_TASK REQUIREMENTS:_
Would you print all of the records below exactly, without skipping any?

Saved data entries
%%

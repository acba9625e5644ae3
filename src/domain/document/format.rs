/// Document container formats accepted for conversion.
///
/// Classification happens once, from the content type the upload declares;
/// everything downstream dispatches on this enum so an added format that is
/// not wired into the extractor fails to compile instead of silently
/// falling through.
#[derive(Debug, Clone, Copy, PartialEq, Eq)]
pub enum DocumentFormat {
    Pdf,
    Txt,
    Docx,
    Epub,
}

pub const DOCX_CONTENT_TYPE: &str =
    "application/vnd.openxmlformats-officedocument.wordprocessingml.document";

impl DocumentFormat {
    /// Classify a declared content type. `None` means the upload is of an
    /// unsupported type and no extraction should be attempted.
    pub fn from_content_type(content_type: &str) -> Option<Self> {
        match content_type {
            "application/pdf" => Some(DocumentFormat::Pdf),
            "text/plain" => Some(DocumentFormat::Txt),
            DOCX_CONTENT_TYPE => Some(DocumentFormat::Docx),
            "application/epub+zip" => Some(DocumentFormat::Epub),
            _ => None,
        }
    }

    pub fn as_str(&self) -> &'static str {
        match self {
            DocumentFormat::Pdf => "pdf",
            DocumentFormat::Txt => "txt",
            DocumentFormat::Docx => "docx",
            DocumentFormat::Epub => "epub",
        }
    }
}

impl std::fmt::Display for DocumentFormat {
    fn fmt(&self, f: &mut std::fmt::Formatter<'_>) -> std::fmt::Result {
        write!(f, "{}", self.as_str())
    }
}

%%

_TASK RESPONSE:_
repository acba9625e5644ae3
filename src/domain/document/format.rs
/// Document container formats accepted for conversion.
///
/// Classification happens once, from the content type the upload declares;
/// everything downstream dispatches on this enum so an added format that is
/// not wired into the extractor fails to compile instead of silently
/// falling through.
#[derive(Debug, Clone, Copy, PartialEq, Eq)]
pub enum DocumentFormat {
    Pdf,
    Txt,
    Docx,
    Epub,
}

pub const DOCX_CONTENT_TYPE: &str =
    "application/vnd.openxmlformats-officedocument.wordprocessingml.document";

impl DocumentFormat {
    /// Classify a declared content type. `None` means the upload is of an
    /// unsupported type and no extraction should be attempted.
    pub fn from_content_type(content_type: &str) -> Option<Self> {
        match content_type {
            "application/pdf" => Some(DocumentFormat::Pdf),
            "text/plain" => Some(DocumentFormat::Txt),
            DOCX_CONTENT_TYPE => Some(DocumentFormat::Docx),
            "application/epub+zip" => Some(DocumentFormat::Epub),
            _ => None,
        }
    }

    pub fn as_str(&self) -> &'static str {
        match self {
            DocumentFormat::Pdf => "pdf",
            DocumentFormat::Txt => "txt",
            DocumentFormat::Docx => "docx",
            DocumentFormat::Epub => "epub",
        }
    }
}

impl std::fmt::Display for DocumentFormat {
    fn fmt(&self, f: &mut std::fmt::Formatter<'_>) -> std::fmt::Result {
        write!(f, "{}", self.as_str())
    }
}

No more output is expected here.